In my opinion, therefore, the Indemnity Clauses must be removed, because the individuals that they seek to protect are, in the eyes of the Constitution, equal to those whose assets and persons MAY, [just “may”], have been unlawfully infringed upon and, therefore, deserving to be accorded their rights to seek justice. Should the “protected” persons have anything to fear, if THEY the protected persons and WE who support them believe that they did NOT unlawfully infringe on the assets or persons of other Ghanaians? Do the “protected” persons not have confidence in Ghana’s rule of law and its associated justice system? Should the Nation create, nurture and carry fear that may only exist in peoples’ minds?

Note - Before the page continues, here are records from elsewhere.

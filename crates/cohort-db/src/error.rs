//! Database error types for cohort-db.

use chrono::NaiveDate;
use cohort_core::errors::CoreError;
use thiserror::Error;

/// Errors from storage and engine operations.
#[derive(Debug, Error)]
pub enum DatabaseError {
    /// A SQL query failed.
    #[error("Query failed: {0}")]
    Query(String),

    /// Schema migration failed.
    #[error("Migration failed: {0}")]
    Migration(String),

    /// Expected a result row but none was returned.
    #[error("No result returned")]
    NoResult,

    /// Invalid state encountered (e.g., bad data in DB).
    #[error("Invalid state: {0}")]
    InvalidState(String),

    /// Caller input was rejected before touching storage.
    #[error("Validation error: {0}")]
    Validation(String),

    /// An explicitly requested entity does not exist.
    #[error("Not found: {entity_type} {id}")]
    NotFound { entity_type: String, id: String },

    /// An attendance write collided with a concurrent writer and the
    /// surviving row could not be identified within the retry budget.
    #[error("Attendance conflict for {promotion_id}/{student_id} on {date}; retry the write")]
    Conflict {
        promotion_id: String,
        student_id: String,
        date: NaiveDate,
    },

    /// A student document kept changing under a read-modify-write cycle.
    #[error("Student document {id} was modified concurrently; retry the write")]
    StaleRevision { id: String },

    /// Underlying libSQL error.
    #[error("libSQL error: {0}")]
    LibSql(#[from] libsql::Error),

    /// Catch-all for unexpected errors.
    #[error(transparent)]
    Other(#[from] anyhow::Error),
}

impl DatabaseError {
    pub fn not_found(entity_type: &str, id: impl Into<String>) -> Self {
        Self::NotFound {
            entity_type: entity_type.to_string(),
            id: id.into(),
        }
    }

    /// Whether the caller may retry the same request unchanged.
    #[must_use]
    pub const fn is_retryable(&self) -> bool {
        matches!(self, Self::Conflict { .. } | Self::StaleRevision { .. })
    }

    #[must_use]
    pub const fn is_validation(&self) -> bool {
        matches!(self, Self::Validation(_))
    }
}

impl From<CoreError> for DatabaseError {
    fn from(error: CoreError) -> Self {
        match error {
            CoreError::Validation(message) => Self::Validation(message),
            CoreError::NotFound { entity_type, id } => Self::NotFound { entity_type, id },
            CoreError::Other(other) => Self::Other(other),
        }
    }
}

impl From<serde_json::Error> for DatabaseError {
    fn from(error: serde_json::Error) -> Self {
        Self::Other(error.into())
    }
}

NO, GHANAIANS MUST RISE ABOVE FEAR, BY REMOVING THE INDEMNITY CLAUSES THAT HANG AROUND OUR NECKS LIKE THE SWORD OF DAMOCLES AND KEEP CONSTSNATLY REMINDING US ABOUT A PAST THAT HAS TO BE PUT BEHIND US, BUT WHICH CAN NEVER BE, AS LONG AS IT IS “IMMOTALISED” AND “SANCTIFIED” BY SECTION 34 AND OTHERS OF THE TRANSITIONAL PROVISIONS OF OUR CONSTITUTION.

SOURCE: OTCHERE DARKO. [This Writer has written a few other articles concerning the on-going constitutional review. This writer also, apart from common “surname”, is not related in any other way to Mr. Gabby Asare Otchere-Darko ...... not politically, or ideologically, or by blood.]